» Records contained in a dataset

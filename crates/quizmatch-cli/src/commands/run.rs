//! The `quizmatch run` command.

use std::path::PathBuf;
use std::time::Instant;

use anyhow::Result;

use quizmatch_core::extract::extract_questions_file;
use quizmatch_core::grader::{grade_records, map_references};
use quizmatch_core::grades::load_grade_records;
use quizmatch_core::pivot::pivot_questions;
use quizmatch_core::summary::{RunSummary, StageCounts};
use quizmatch_core::table::{write_graded, write_mapping, write_question_bank, write_wide_questions};
use quizmatch_report::write_student_reports;

use super::{load_config, print_anomalies, Overrides};

#[allow(clippy::too_many_arguments)]
pub fn execute(
    quiz: PathBuf,
    grades: PathBuf,
    output: PathBuf,
    threshold: Option<f64>,
    layout: Option<String>,
    fail_on_anomaly: bool,
    config_path: Option<PathBuf>,
) -> Result<()> {
    let config = load_config(
        config_path.as_deref(),
        Overrides {
            threshold,
            layout,
            ..Overrides::default()
        },
    )?;
    let start = Instant::now();
    let mut anomalies = Vec::new();

    eprintln!(
        "quizmatch v{} - {} + {}",
        env!("CARGO_PKG_VERSION"),
        quiz.display(),
        grades.display()
    );

    // Extract
    let bank = extract_questions_file(&quiz)?.drain_into(&mut anomalies);
    write_question_bank(&output.join("question_bank.csv"), &bank)?;

    // Pivot
    let questions = pivot_questions(&bank, &config.schema).drain_into(&mut anomalies);
    anyhow::ensure!(
        !questions.is_empty(),
        "no question in {} passed integrity checks",
        quiz.display()
    );
    write_wide_questions(&output.join("questions_wide.csv"), &questions, &config.schema)?;

    // Match + grade
    let records = load_grade_records(&grades, &config.grades, &config.schema)?
        .drain_into(&mut anomalies);
    let mapping = map_references(&records, &questions, &config.matching);
    write_mapping(&output.join("question_mapping.csv"), &mapping)?;

    let graded = grade_records(&records, &questions, &config.matching).drain_into(&mut anomalies);
    write_graded(&output.join("graded.csv"), &graded)?;

    // Report
    let written =
        write_student_reports(&output.join("reports"), &graded, &questions, &config.report)?;

    let stages = StageCounts {
        bank_rows: bank.len(),
        questions: questions.len(),
        references: mapping.len(),
        matched_references: mapping.iter().filter(|m| m.matched).count(),
        graded_rows: graded.len(),
        reports_written: written.len(),
    };
    let summary = RunSummary::new(
        stages,
        &graded,
        anomalies,
        start.elapsed().as_millis() as u64,
    );

    print_summary(&summary);
    print_anomalies(&summary.anomalies);

    let summary_path = output.join("summary.json");
    summary.save_json(&summary_path)?;
    tracing::info!(run = %summary.id, "wrote {}", summary_path.display());
    eprintln!(
        "Run finished {} in {}ms. Results saved to: {}",
        summary.created_at.format("%Y-%m-%d %H:%M:%S UTC"),
        summary.duration_ms,
        output.display()
    );

    if fail_on_anomaly && summary.has_anomalies() {
        std::process::exit(1);
    }

    Ok(())
}

fn print_summary(summary: &RunSummary) {
    use comfy_table::{Cell, Table};

    let mut stages = Table::new();
    stages.set_header(vec![
        "Bank rows",
        "Questions",
        "References matched",
        "Graded rows",
        "Reports",
        "Anomalies",
    ]);
    let s = &summary.stages;
    stages.add_row(vec![
        Cell::new(s.bank_rows),
        Cell::new(s.questions),
        Cell::new(format!("{}/{}", s.matched_references, s.references)),
        Cell::new(s.graded_rows),
        Cell::new(s.reports_written),
        Cell::new(summary.anomalies.len()),
    ]);
    eprintln!("\n{stages}");

    let mut students = Table::new();
    students.set_header(vec!["Student", "Name", "Correct", "Incorrect", "Ungraded", "Score"]);
    for score in &summary.students {
        students.add_row(vec![
            Cell::new(&score.student_id),
            Cell::new(&score.student_name),
            Cell::new(score.correct),
            Cell::new(score.incorrect),
            Cell::new(score.ungraded),
            Cell::new(match score.percent() {
                Some(pct) => format!("{pct:.1}%"),
                None => "-".to_string(),
            }),
        ]);
    }
    eprintln!("{students}");
}
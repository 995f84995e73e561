//! Long-to-wide reshaping of the question bank.

use std::collections::HashMap;

use serde::{Deserialize, Serialize};

use crate::error::{Anomaly, IntegrityProblem, StageOutcome};
use crate::model::{OptionLabel, QuestionResponse, WideQuestion, MAX_OPTIONS};
use crate::text::strip_markup;

/// Default number of options per question (A-D).
pub const DEFAULT_OPTION_COUNT: usize = 4;

/// The fixed option schema shared by the pivoter, grade loader, and writers.
#[derive(Debug, Clone, Copy, PartialEq, Eq, Serialize, Deserialize)]
pub struct OptionSchema {
    #[serde(default = "default_option_count")]
    pub option_count: usize,
}

fn default_option_count() -> usize {
    DEFAULT_OPTION_COUNT
}

impl Default for OptionSchema {
    fn default() -> Self {
        Self {
            option_count: DEFAULT_OPTION_COUNT,
        }
    }
}

impl OptionSchema {
    pub fn new(option_count: usize) -> Self {
        Self {
            option_count: option_count.clamp(1, MAX_OPTIONS),
        }
    }

    /// All labels in the schema, in column order.
    pub fn labels(&self) -> impl Iterator<Item = OptionLabel> {
        (0..self.option_count).filter_map(OptionLabel::from_index)
    }

    pub fn contains(&self, label: OptionLabel) -> bool {
        label.index() < self.option_count
    }
}

/// Group bank rows by question and lay each group out as one wide row.
///
/// Groups keep first-seen order. Groups that violate the answer-key
/// invariants are left out of the table and reported as integrity anomalies.
pub fn pivot_questions(
    rows: &[QuestionResponse],
    schema: &OptionSchema,
) -> StageOutcome<Vec<WideQuestion>> {
    let mut order: Vec<&str> = Vec::new();
    let mut groups: HashMap<&str, Vec<&QuestionResponse>> = HashMap::new();
    for row in rows {
        groups
            .entry(row.question_id.as_str())
            .or_insert_with(|| {
                order.push(row.question_id.as_str());
                Vec::new()
            })
            .push(row);
    }

    let mut questions = Vec::with_capacity(order.len());
    let mut anomalies = Vec::new();

    for question_id in order {
        let group = &groups[question_id];
        match pivot_group(question_id, group, schema) {
            Ok(question) => questions.push(question),
            Err(problem) => {
                tracing::warn!("question {question_id}: {problem}");
                anomalies.push(Anomaly::Integrity {
                    question_id: question_id.to_string(),
                    problem,
                });
            }
        }
    }

    tracing::info!(
        questions = questions.len(),
        rejected = anomalies.len(),
        "pivoted question bank"
    );

    StageOutcome::new(questions, anomalies)
}

fn pivot_group(
    question_id: &str,
    group: &[&QuestionResponse],
    schema: &OptionSchema,
) -> Result<WideQuestion, IntegrityProblem> {
    let stem = group
        .iter()
        .find(|r| r.is_stem())
        .ok_or(IntegrityProblem::MissingStem)?;
    let responses: Vec<&QuestionResponse> =
        group.iter().copied().filter(|r| !r.is_stem()).collect();

    if responses.is_empty() {
        return Err(IntegrityProblem::NoResponses);
    }
    if responses.len() > schema.option_count {
        return Err(IntegrityProblem::TooManyOptions {
            count: responses.len(),
            max: schema.option_count,
        });
    }

    let correct: Vec<usize> = responses
        .iter()
        .enumerate()
        .filter(|(_, r)| r.is_correct)
        .map(|(i, _)| i)
        .collect();
    let correct_index = match correct.as_slice() {
        [only] => *only,
        [] => return Err(IntegrityProblem::NoCorrectOption),
        many => {
            return Err(IntegrityProblem::MultipleCorrectOptions { count: many.len() });
        }
    };
    // Bounded by option_count, which never exceeds MAX_OPTIONS.
    let correct_label =
        OptionLabel::from_index(correct_index).ok_or(IntegrityProblem::TooManyOptions {
            count: responses.len(),
            max: MAX_OPTIONS,
        })?;

    let mut options: Vec<String> = responses.iter().map(|r| r.text.trim().to_string()).collect();
    options.resize(schema.option_count, String::new());

    Ok(WideQuestion {
        question_id: question_id.to_string(),
        question_text: strip_markup(&stem.text),
        options,
        correct_label,
    })
}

» Work to be completed
Copy out every line from the data above in which the word "format" occurs.

» Task output
        summary.created_at.format("%Y-%m-%d %H:%M:%S UTC"),
        Cell::new(format!("{}/{}", s.matched_references, s.references)),
                Some(pct) => format!("{pct:.1}%"),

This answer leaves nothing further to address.